Me atrevo a llamarlo el intenso para caracterizarlo en dos palabras, por su existencia audaz y dinámica, por su continuo crecimiento y su éxito en cada uno de los roles que le ha tocado desempeñar desde su adolescencia.
En Gualey, ninguno de los vecinos de ese barrio podía imaginar que aquel cabrón de un campo de Salcedo, hijo de un trabajador del Centro del Río Haina y una devota ama de casa, madre de una numerosa descendencia, se convertiría en una figura pública que brilla con luz propia.

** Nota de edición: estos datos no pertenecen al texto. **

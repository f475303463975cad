use async_trait::async_trait;

use crate::core::Result;
use crate::modules::contacts::models::{Country, CountryGroup, Customer};

/// Repository for customer, country and country-group lookups
#[async_trait]
pub trait ContactRepository: Send + Sync {
    /// Customer record by identifier
    async fn customer_by_id(&self, id: i64) -> Result<Option<Customer>>;

    /// Country record by identifier
    async fn country_by_id(&self, id: i64) -> Result<Option<Country>>;

    /// First country group whose member countries include one with the
    /// given display name. An ambiguous name resolves to whichever group
    /// the store yields first.
    async fn group_containing_country_name(&self, name: &str) -> Result<Option<CountryGroup>>;
}

/// In-memory reference implementation backing tests and embedded use
pub struct InMemoryContactRepository {
    customers: Vec<Customer>,
    countries: Vec<Country>,
    groups: Vec<CountryGroup>,
}

impl InMemoryContactRepository {
    pub fn new(customers: Vec<Customer>, countries: Vec<Country>, groups: Vec<CountryGroup>) -> Self {
        Self {
            customers,
            countries,
            groups,
        }
    }

    /// Repository over an empty contact store
    pub fn empty() -> Self {
        Self::new(Vec::new(), Vec::new(), Vec::new())
    }
}

#[async_trait]
impl ContactRepository for InMemoryContactRepository {
    async fn customer_by_id(&self, id: i64) -> Result<Option<Customer>> {
        Ok(self.customers.iter().find(|c| c.id == id).cloned())
    }

    async fn country_by_id(&self, id: i64) -> Result<Option<Country>> {
        Ok(self.countries.iter().find(|c| c.id == id).cloned())
    }

    async fn group_containing_country_name(&self, name: &str) -> Result<Option<CountryGroup>> {
        let group = self.groups.iter().find(|group| {
            group.country_ids.iter().any(|country_id| {
                self.countries
                    .iter()
                    .any(|country| country.id == *country_id && country.name == name)
            })
        });

        Ok(group.cloned())
    }
}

el hijo de Fello Santos y la Sra. Esperanza Badía Se identificó con la justicia a través de los discursos del profesor Juan Bosch y José Francisco Peña Gómez, las figuras de Manolo Tavarez y el coronel Caamaño. Encontró su vocación de servicio social en las enseñanzas de la doctrina social de la Iglesia Católica, siendo parte de la Pastoral Juvenil de la Parroquia Santa Ana, de su barrio.

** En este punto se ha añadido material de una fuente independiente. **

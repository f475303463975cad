pub mod models;
pub mod services;

pub use models::{
    CountryAggregate, DashboardCounters, RankedCustomer, RankedProduct, RegionAggregate,
    SalesDashboard,
};
pub use services::DashboardService;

A diferencia de Benito Juárez, el honorable hombre de América, Rafael Santos aprendió a leer y escribir desde temprano, contribuyendo significativamente a la alfabetización de sus hermanos pequeños y de los niños y adultos que lo rodeaban, ganándose el llamado de “maestro” cuando apenas cursaba sus primeros años de secundaria.

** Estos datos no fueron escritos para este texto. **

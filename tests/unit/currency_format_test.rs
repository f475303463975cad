// Display formatting of monetary totals: symbol, precision, placement,
// and the zero-amount strings the dashboard renders when nothing sold.

use rust_decimal::Decimal;
use rust_decimal_macros::dec;

use salesdash::core::Currency;

#[test]
fn test_symbol_before_amount() {
    assert_eq!(Currency::USD.format_amount(dec!(1234.5)), "$1234.50");
    assert_eq!(Currency::GBP.format_amount(dec!(99)), "£99.00");
}

#[test]
fn test_symbol_after_amount() {
    assert_eq!(Currency::EUR.format_amount(dec!(1234.5)), "1234.50 €");
}

#[test]
fn test_zero_decimal_currencies() {
    assert_eq!(Currency::JPY.format_amount(dec!(1500)), "¥1500");
    assert_eq!(Currency::IDR.format_amount(dec!(250000)), "Rp250000");
}

#[test]
fn test_zero_amount_strings() {
    assert_eq!(Currency::USD.format_amount(Decimal::ZERO), "$0.00");
    assert_eq!(Currency::EUR.format_amount(Decimal::ZERO), "0.00 €");
    assert_eq!(Currency::JPY.format_amount(Decimal::ZERO), "¥0");
}

#[test]
fn test_rounding_to_currency_scale() {
    // Banker's rounding at the currency scale
    assert_eq!(Currency::USD.format_amount(dec!(10.005)), "$10.00");
    assert_eq!(Currency::USD.format_amount(dec!(10.015)), "$10.02");
    assert_eq!(Currency::JPY.format_amount(dec!(10.5)), "¥10");
}

#[test]
fn test_parse_is_case_insensitive() {
    assert_eq!("eur".parse::<Currency>(), Ok(Currency::EUR));
    assert_eq!("Jpy".parse::<Currency>(), Ok(Currency::JPY));
    assert!("".parse::<Currency>().is_err());
}
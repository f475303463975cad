pub mod models;
pub mod repositories;

pub use models::{OrderFilter, OrderState, InvoiceStatus, Product, ProductSales, SaleOrder, SaleOrderLine};
pub use repositories::{InMemorySalesRepository, SalesRepository};
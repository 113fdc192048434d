//! Compiles equation text into an operation-node graph.
//!
//! The pipeline runs in three fixed stages: [`lexer`] splits and rewrites
//! the token stream, [`parser`] converts it to postfix order, and
//! [`builder`] synthesizes the node list. [`compile`] drives all three.

pub mod builder;
pub mod lexer;
pub mod parser;

pub use builder::CompiledEquation;

use thiserror::Error;

/// A syntax or structural failure while compiling one equation. No stage
/// ever emits a malformed intermediate stream; the first defect aborts the
/// pipeline.
#[derive(Error, Debug, Clone, PartialEq)]
pub enum ParseError {
    #[error("expression is empty")]
    EmptyExpression,
    #[error("unbalanced parentheses")]
    UnbalancedParenthesis,
    #[error("operator or function `{op}` is missing an operand")]
    MissingOperand { op: String },
    #[error("expression leaves {count} unconsumed operands")]
    DanglingOperands { count: usize },
    #[error("generated node name `{name}` collides within the equation")]
    DuplicateName { name: String },
}

/// Compiles `equation_text` into the node list for equation `id`.
pub fn compile(id: &str, equation_text: &str) -> Result<CompiledEquation, ParseError> {
    let tokens = lexer::tokenize(equation_text)?;
    let postfix = parser::to_postfix(&tokens)?;
    builder::build(id, equation_text, &postfix)
}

Su activismo político y sindical se inició en la Juventud Católica de Trabajadores, de la que fue dirigente, pasando a formar parte del Movimiento Renovador liderado por Francisco Antonio Santos, Eugenio Pérez Cepeda y Nélsida Marmolejos, integrado por una corriente progresista disidente que se separó del Confederación Autónoma de Sindicatos Cristianos (CASC).
Fue este movimiento renovador el que, junto a Foupsa Cesitrado, Dionisio Martínez, Efraín Sánchez Soriano, Julio de Peña Valdez, Fernando de la Rosa y otros a la cabeza, formó la poderosa Central General de Trabajadores (CGT), de la cual Rafael Santos Badía fue uno de los pioneros y responsable de ceder el histórico local de la calle Juan Erazo de Villa Juana a esa central sindical.
Esta joven maestra de escuela Emilio Prud’Hombre a partir del ensanche Espaillat pasó a formar parte de la Asociación Dominicana de Maestros (ADP), convirtiéndose en uno de los dirigentes más reconocidos junto a Conrado Matías, José Antonio Hallar, Humberto Monobel, Celio Guerrero, Melanio Paredes y otros importantes pioneros de ese gremio docente.
El ministro y exdirector del Infotep fue dos veces diputado del PTD y superintendente de Seguros en el gobierno de Hipólito Mejía.
Su mayor orgullo son sus hijos Amelia y Rafaelín, nacidos con su primera esposa, Isabel Altagracia Paulino (Tati).